BEGIN Data under study

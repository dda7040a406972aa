//! Backup export/import round trips and failure semantics.

use super::test_utils::{harness, unit, Harness, RecordingRegistry};
use base64::engine::general_purpose::STANDARD as BASE64;
use base64::Engine as _;
use ensemble::error::ImportError;
use ensemble::store::{KeyValueStore, KEY_CONTEXTS};

async fn populated(h: &Harness) {
    {
        let directory = h.ensemble.directory();
        let mut directory = directory.lock().await;
        directory.create("Work", "work.png", true).unwrap();
        directory.create("Play", "play.png", false).unwrap();
        directory.add_member("Work", "x");
        directory.add_member("Work", "y");
        directory.add_member("Play", "y");
        directory.save().await.unwrap();
    }
    let inventory = h.ensemble.inventory();
    let mut inventory = inventory.lock().await;
    inventory.add_always_active("z");
    inventory.save().await.unwrap();
}

fn universe() -> Vec<ensemble::types::Unit> {
    vec![
        unit("x", "Xray", false),
        unit("y", "Yank", false),
        unit("z", "Zoo", true),
    ]
}

#[tokio::test]
async fn import_of_export_reproduces_configuration() {
    let h = harness(RecordingRegistry::new(universe())).await;
    populated(&h).await;

    let blob = h.ensemble.export_backup().await.unwrap();
    let original_contexts = {
        let directory = h.ensemble.directory();
        let directory = directory.lock().await;
        directory.contexts().to_vec()
    };

    // Wipe everything, then restore.
    {
        let directory = h.ensemble.directory();
        let mut directory = directory.lock().await;
        directory.set_all(Vec::new());
        directory.save().await.unwrap();
        let inventory = h.ensemble.inventory();
        let mut inventory = inventory.lock().await;
        inventory.set_always_active(Vec::new());
        inventory.save().await.unwrap();
    }

    let report = h.ensemble.import_backup(&blob).await.unwrap();
    assert!(report.missing_unit_ids.is_empty());

    let directory = h.ensemble.directory();
    let directory = directory.lock().await;
    assert_eq!(directory.contexts(), original_contexts.as_slice());
    let inventory = h.ensemble.inventory();
    assert_eq!(
        inventory.lock().await.always_active_ids(),
        ["z".to_string()]
    );
}

#[tokio::test]
async fn export_builds_name_dictionary_from_inventory() {
    let h = harness(RecordingRegistry::new(universe())).await;
    populated(&h).await;
    {
        // Reference an id the registry no longer knows.
        let directory = h.ensemble.directory();
        let mut directory = directory.lock().await;
        directory.add_member("Play", "ghost");
        directory.save().await.unwrap();
    }

    let blob = h.ensemble.export_backup().await.unwrap();
    let decoded: serde_json::Value =
        serde_json::from_slice(&BASE64.decode(blob).unwrap()).unwrap();

    assert_eq!(decoded["version"], 1);
    let names = decoded["nameDictionary"].as_object().unwrap();
    assert_eq!(names["x"], "Xray");
    assert_eq!(names["y"], "Yank");
    assert_eq!(names["z"], "Zoo");
    assert_eq!(names["ghost"], "");
}

#[tokio::test]
async fn import_reports_missing_unit_ids() {
    let h = harness(RecordingRegistry::new(universe())).await;
    populated(&h).await;
    let blob = h.ensemble.export_backup().await.unwrap();

    // Shrink the universe before importing.
    h.registry.remove_unit("y");
    h.ensemble.notify_configuration_changed().await;

    let report = h.ensemble.import_backup(&blob).await.unwrap();
    assert_eq!(report.missing_unit_ids, vec!["y".to_string()]);

    // Missing references are kept, not dropped: membership survives for
    // a unit that may be reinstalled later.
    let directory = h.ensemble.directory();
    let directory = directory.lock().await;
    assert!(directory.is_member("Work", "y"));
}

#[tokio::test]
async fn malformed_import_leaves_state_untouched() {
    let h = harness(RecordingRegistry::new(universe())).await;
    populated(&h).await;
    let persisted_before = h.store.get(KEY_CONTEXTS).await.unwrap();

    let garbage_base64 = "@@@ not base64 @@@";
    assert!(matches!(
        h.ensemble.import_backup(garbage_base64).await,
        Err(ImportError::Decode(_))
    ));

    let garbage_json = BASE64.encode("{\"version\": 1");
    assert!(matches!(
        h.ensemble.import_backup(&garbage_json).await,
        Err(ImportError::Parse(_))
    ));

    let incomplete = BASE64.encode(r#"{"version":1,"contexts":[],"alwaysActive":[]}"#);
    assert!(matches!(
        h.ensemble.import_backup(&incomplete).await,
        Err(ImportError::MissingField("nameDictionary"))
    ));

    let directory = h.ensemble.directory();
    let directory = directory.lock().await;
    assert_eq!(directory.contexts().len(), 2);
    assert!(directory.is_member("Work", "x"));
    assert_eq!(h.store.get(KEY_CONTEXTS).await.unwrap(), persisted_before);
}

END Data under study

Exercise prompt: Once more, give all the records exactly as they were written.

Output of the task:
repository dda7040a406972aa
//! Backup export/import round trips and failure semantics.

use super::test_utils::{harness, unit, Harness, RecordingRegistry};
use base64::engine::general_purpose::STANDARD as BASE64;
use base64::Engine as _;
use ensemble::error::ImportError;
use ensemble::store::{KeyValueStore, KEY_CONTEXTS};

async fn populated(h: &Harness) {
    {
        let directory = h.ensemble.directory();
        let mut directory = directory.lock().await;
        directory.create("Work", "work.png", true).unwrap();
        directory.create("Play", "play.png", false).unwrap();
        directory.add_member("Work", "x");
        directory.add_member("Work", "y");
        directory.add_member("Play", "y");
        directory.save().await.unwrap();
    }
    let inventory = h.ensemble.inventory();
    let mut inventory = inventory.lock().await;
    inventory.add_always_active("z");
    inventory.save().await.unwrap();
}

fn universe() -> Vec<ensemble::types::Unit> {
    vec![
        unit("x", "Xray", false),
        unit("y", "Yank", false),
        unit("z", "Zoo", true),
    ]
}

#[tokio::test]
async fn import_of_export_reproduces_configuration() {
    let h = harness(RecordingRegistry::new(universe())).await;
    populated(&h).await;

    let blob = h.ensemble.export_backup().await.unwrap();
    let original_contexts = {
        let directory = h.ensemble.directory();
        let directory = directory.lock().await;
        directory.contexts().to_vec()
    };

    // Wipe everything, then restore.
    {
        let directory = h.ensemble.directory();
        let mut directory = directory.lock().await;
        directory.set_all(Vec::new());
        directory.save().await.unwrap();
        let inventory = h.ensemble.inventory();
        let mut inventory = inventory.lock().await;
        inventory.set_always_active(Vec::new());
        inventory.save().await.unwrap();
    }

    let report = h.ensemble.import_backup(&blob).await.unwrap();
    assert!(report.missing_unit_ids.is_empty());

    let directory = h.ensemble.directory();
    let directory = directory.lock().await;
    assert_eq!(directory.contexts(), original_contexts.as_slice());
    let inventory = h.ensemble.inventory();
    assert_eq!(
        inventory.lock().await.always_active_ids(),
        ["z".to_string()]
    );
}

#[tokio::test]
async fn export_builds_name_dictionary_from_inventory() {
    let h = harness(RecordingRegistry::new(universe())).await;
    populated(&h).await;
    {
        // Reference an id the registry no longer knows.
        let directory = h.ensemble.directory();
        let mut directory = directory.lock().await;
        directory.add_member("Play", "ghost");
        directory.save().await.unwrap();
    }

    let blob = h.ensemble.export_backup().await.unwrap();
    let decoded: serde_json::Value =
        serde_json::from_slice(&BASE64.decode(blob).unwrap()).unwrap();

    assert_eq!(decoded["version"], 1);
    let names = decoded["nameDictionary"].as_object().unwrap();
    assert_eq!(names["x"], "Xray");
    assert_eq!(names["y"], "Yank");
    assert_eq!(names["z"], "Zoo");
    assert_eq!(names["ghost"], "");
}

#[tokio::test]
async fn import_reports_missing_unit_ids() {
    let h = harness(RecordingRegistry::new(universe())).await;
    populated(&h).await;
    let blob = h.ensemble.export_backup().await.unwrap();

    // Shrink the universe before importing.
    h.registry.remove_unit("y");
    h.ensemble.notify_configuration_changed().await;

    let report = h.ensemble.import_backup(&blob).await.unwrap();
    assert_eq!(report.missing_unit_ids, vec!["y".to_string()]);

    // Missing references are kept, not dropped: membership survives for
    // a unit that may be reinstalled later.
    let directory = h.ensemble.directory();
    let directory = directory.lock().await;
    assert!(directory.is_member("Work", "y"));
}

#[tokio::test]
async fn malformed_import_leaves_state_untouched() {
    let h = harness(RecordingRegistry::new(universe())).await;
    populated(&h).await;
    let persisted_before = h.store.get(KEY_CONTEXTS).await.unwrap();

    let garbage_base64 = "@@@ not base64 @@@";
    assert!(matches!(
        h.ensemble.import_backup(garbage_base64).await,
        Err(ImportError::Decode(_))
    ));

    let garbage_json = BASE64.encode("{\"version\": 1");
    assert!(matches!(
        h.ensemble.import_backup(&garbage_json).await,
        Err(ImportError::Parse(_))
    ));

    let incomplete = BASE64.encode(r#"{"version":1,"contexts":[],"alwaysActive":[]}"#);
    assert!(matches!(
        h.ensemble.import_backup(&incomplete).await,
        Err(ImportError::MissingField("nameDictionary"))
    ));

    let directory = h.ensemble.directory();
    let directory = directory.lock().await;
    assert_eq!(directory.contexts().len(), 2);
    assert!(directory.is_member("Work", "x"));
    assert_eq!(h.store.get(KEY_CONTEXTS).await.unwrap(), persisted_before);
}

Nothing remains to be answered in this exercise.